Cursor CEO: Going Beyond Code, Superintelligent AI Agents, And Why Taste Still Matters
Watch on YouTube ↗ Summary based on the YouTube transcript and episode description.
Cursor CEO Michael Truell argues taste is the last irreplaceable engineering skill as AI crosses 40–50% of lines written inside Cursor today.
- Cursor hit $100M ARR 20 months after launch and a $9B valuation; now runs over 500M model calls per day on own inference.

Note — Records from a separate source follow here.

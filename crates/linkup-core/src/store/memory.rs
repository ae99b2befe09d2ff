// ── In-memory state store ──
//
// DashMap-backed objects and states with a broadcast feed of writes.
// Nothing is persisted; a fresh process starts from an empty tree.

use std::collections::BTreeMap;

use chrono::Utc;
use dashmap::DashMap;
use dashmap::mapref::entry::Entry;
use serde_json::Value;
use tokio::sync::broadcast;

use super::{ObjectSpec, StateChange, StateStore, StateValue};

const CHANGE_CHANNEL_SIZE: usize = 4096;

pub struct MemoryStore {
    objects: DashMap<String, ObjectSpec>,
    states: DashMap<String, StateValue>,
    changes: broadcast::Sender<StateChange>,
}

impl Default for MemoryStore {
    fn default() -> Self {
        Self::new()
    }
}

impl MemoryStore {
    pub fn new() -> Self {
        let (changes, _) = broadcast::channel(CHANGE_CHANNEL_SIZE);
        Self {
            objects: DashMap::new(),
            states: DashMap::new(),
            changes,
        }
    }

    /// All states at or below `prefix`, ordered by id.
    pub fn states_under(&self, prefix: &str) -> BTreeMap<String, Value> {
        let nested = format!("{prefix}.");
        self.states
            .iter()
            .filter(|entry| {
                prefix.is_empty() || entry.key() == prefix || entry.key().starts_with(&nested)
            })
            .map(|entry| (entry.key().clone(), entry.value().val.clone()))
            .collect()
    }

    pub fn state_count(&self) -> usize {
        self.states.len()
    }
}

impl StateStore for MemoryStore {
    fn ensure_object(&self, id: &str, spec: ObjectSpec) -> bool {
        match self.objects.entry(id.to_owned()) {
            Entry::Occupied(_) => false,
            Entry::Vacant(slot) => {
                slot.insert(spec);
                true
            }
        }
    }

    fn extend_object(&self, id: &str, spec: ObjectSpec) {
        match self.objects.get_mut(id) {
            Some(mut existing) => existing.merge(spec),
            None => {
                self.objects.insert(id.to_owned(), spec);
            }
        }
    }

    fn get_object(&self, id: &str) -> Option<ObjectSpec> {
        self.objects.get(id).map(|o| o.clone())
    }

    fn set_state(&self, id: &str, value: Value, ack: bool) {
        self.states.insert(
            id.to_owned(),
            StateValue {
                val: value.clone(),
                ack,
                ts: Utc::now(),
            },
        );
        // No subscribers is fine.
        let _ = self.changes.send(StateChange {
            id: id.to_owned(),
            value,
            ack,
        });
    }

    fn get_state(&self, id: &str) -> Option<StateValue> {
        self.states.get(id).map(|s| s.clone())
    }

    fn subscribe(&self) -> broadcast::Receiver<StateChange> {
        self.changes.subscribe()
    }
}

#[cfg(test)]
#[allow(clippy::unwrap_used)]
mod tests {
    use super::*;
    use crate::store::ObjectKind;
    use serde_json::json;

    #[test]
    fn ensure_object_does_not_overwrite() {
        let store = MemoryStore::new();
        assert!(store.ensure_object("p1", ObjectSpec::device("Ada L")));
        assert!(!store.ensure_object("p1", ObjectSpec::device("Someone Else")));
        assert_eq!(store.get_object("p1").unwrap().common.name, "Ada L");
    }

    #[test]
    fn extend_object_creates_then_updates() {
        let store = MemoryStore::new();
        store.extend_object("p1.general", ObjectSpec::channel("first"));
        store.extend_object("p1.general", ObjectSpec::channel("second"));
        let obj = store.get_object("p1.general").unwrap();
        assert_eq!(obj.kind, ObjectKind::Channel);
        assert_eq!(obj.common.name, "second");
    }

    #[test]
    fn states_under_matches_whole_segments() {
        let store = MemoryStore::new();
        store.set_state("p1.graph.a", json!(1), true);
        store.set_state("p1.graph.b", json!(2), true);
        store.set_state("p1.graphs.c", json!(3), true);

        let states = store.states_under("p1.graph");
        assert_eq!(states.keys().collect::<Vec<_>>(), ["p1.graph.a", "p1.graph.b"]);
    }

    #[tokio::test]
    async fn writes_are_broadcast() {
        let store = MemoryStore::new();
        let mut rx = store.subscribe();

        store.set_state("p1.remote.Refresh", json!(true), false);

        let change = rx.recv().await.unwrap();
        assert_eq!(change.id, "p1.remote.Refresh");
        assert_eq!(change.value, json!(true));
        assert!(!change.ack);
        assert!(!store.get_state("p1.remote.Refresh").unwrap().ack);
    }
}
//! Config subcommand handlers.

use dialoguer::{Input, Select};
use secrecy::SecretString;

use linkup_config::Config;

use crate::cli::{ConfigArgs, ConfigCommand, GlobalOpts, OutputFormat};
use crate::error::CliError;
use crate::output;

const REGIONS: &[&str] = &["eu", "eu2", "us", "de", "fr", "jp", "ap", "au", "ae", "ca", "la"];

/// Map a dialoguer / interactive I/O failure into CliError.
fn prompt_err(e: impl std::fmt::Display) -> CliError {
    CliError::Validation {
        field: "interactive".into(),
        reason: format!("prompt failed: {e}"),
    }
}

fn prompt_password() -> Result<SecretString, CliError> {
    let pass = rpassword::prompt_password("Password: ").map_err(prompt_err)?;
    if pass.is_empty() {
        return Err(CliError::Validation {
            field: "password".into(),
            reason: "password cannot be empty".into(),
        });
    }
    Ok(SecretString::from(pass))
}

/// Render the config with the plaintext password masked.
fn render_config(cfg: &Config, format: OutputFormat) -> Result<String, CliError> {
    let mut shown = cfg.clone();
    if shown.password.is_some() {
        shown.password = Some("********".into());
    }
    match format {
        OutputFormat::Json => Ok(serde_json::to_string_pretty(&shown)?),
        OutputFormat::JsonCompact => Ok(serde_json::to_string(&shown)?),
        OutputFormat::Table | OutputFormat::Plain => {
            toml::to_string_pretty(&shown).map_err(|e| CliError::Config {
                message: format!("failed to serialize config: {e}"),
            })
        }
    }
}

// ── Handler ─────────────────────────────────────────────────────────

pub fn handle(args: ConfigArgs, global: &GlobalOpts) -> Result<(), CliError> {
    let path = crate::config_file(global);

    match args.command {
        // ── Init: interactive wizard ────────────────────────────────
        ConfigCommand::Init => {
            eprintln!("linkup configuration wizard");
            eprintln!("   Config path: {}\n", path.display());

            let username: String = Input::new()
                .with_prompt("LibreLinkUp e-mail")
                .interact_text()
                .map_err(prompt_err)?;
            if username.trim().is_empty() {
                return Err(CliError::Validation {
                    field: "username".into(),
                    reason: "username cannot be empty".into(),
                });
            }

            let region_idx = Select::new()
                .with_prompt("Region")
                .items(REGIONS)
                .default(0)
                .interact()
                .map_err(prompt_err)?;

            let password = prompt_password()?;

            let store_choices = &[
                "Store password in system keyring (recommended)",
                "Save to config file (plaintext)",
            ];
            let store_selection = Select::new()
                .with_prompt("Where to store the password?")
                .items(store_choices)
                .default(0)
                .interact()
                .map_err(prompt_err)?;

            let plaintext = if store_selection == 0 {
                linkup_config::store_password(&username, &password)?;
                eprintln!("   Password stored in system keyring");
                None
            } else {
                use secrecy::ExposeSecret;
                Some(password.expose_secret().to_owned())
            };

            let mut cfg = crate::load_config(global).unwrap_or_default();
            cfg.username = Some(username.trim().to_owned());
            cfg.password = plaintext;
            cfg.region = REGIONS.get(region_idx).copied().unwrap_or("eu").to_owned();

            linkup_config::save_config_to(&cfg, &path)?;
            eprintln!("\nConfiguration written to {}", path.display());
            eprintln!("  Test it: linkup devices");
            Ok(())
        }

        // ── Show ────────────────────────────────────────────────────
        ConfigCommand::Show => {
            let cfg = crate::load_config(global)?;
            let out = render_config(&cfg, global.output)?;
            output::print_output(out.trim_end(), global.quiet);
            Ok(())
        }

        // ── SetPassword ─────────────────────────────────────────────
        ConfigCommand::SetPassword { username } => {
            let username = match username {
                Some(u) => u,
                None => {
                    let cfg = crate::load_config(global)?;
                    linkup_config::resolve_username(&cfg).map_err(|_| CliError::NoCredentials {
                        path: path.display().to_string(),
                    })?
                }
            };

            let password = prompt_password()?;
            linkup_config::store_password(&username, &password)?;
            eprintln!("Password stored in system keyring for '{username}'");
            Ok(())
        }
    }
}

#[cfg(test)]
#[allow(clippy::unwrap_used)]
mod tests {
    use super::*;

    #[test]
    fn show_masks_plaintext_password() {
        let cfg = Config {
            username: Some("follower@example.com".into()),
            password: Some("hunter2".into()),
            ..Config::default()
        };
        let out = render_config(&cfg, OutputFormat::Plain).unwrap();
        assert!(out.contains("follower@example.com"));
        assert!(!out.contains("hunter2"));
        assert!(out.contains("********"));

        let json = render_config(&cfg, OutputFormat::JsonCompact).unwrap();
        assert!(!json.contains("hunter2"));
    }

    #[test]
    fn show_without_password_has_no_mask() {
        let out = render_config(&Config::default(), OutputFormat::Plain).unwrap();
        assert!(!out.contains("password ="));
        assert!(out.contains("region = \"eu\""));
    }
}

- AI currently writes 40–50% of lines of code produced inside Cursor, but professional devs still read every line — full delegation is still years away.
- Truell and co-founders initially built a CAD autocomplete startup; Codex cost roughly $90–100k to train, which they used to convince early investors.
- Going from GPT-3 to ChatGPT required only ~1% more training cost via RLHF — most of the leap was fine-tuning, not compute scale.
- GitHub Copilot’s origin: a tiger team wandered for nearly a year on wild product ideas before landing on simple autocomplete; even that required mainline VS Code changes.
- Cursor was built as a standalone editor, not an extension — a contrarian bet that all coding would eventually flow through AI and require a control UI.
- Key north-star metric was paid power users (AI used 4–5 days out of 7), not DAUs or MAUs — sustainability demanded the paid tier.
- Long-context reliability and continual learning remain the hard blockers to superhuman agents; max forward-progress time has grown from seconds to roughly one hour across recent models.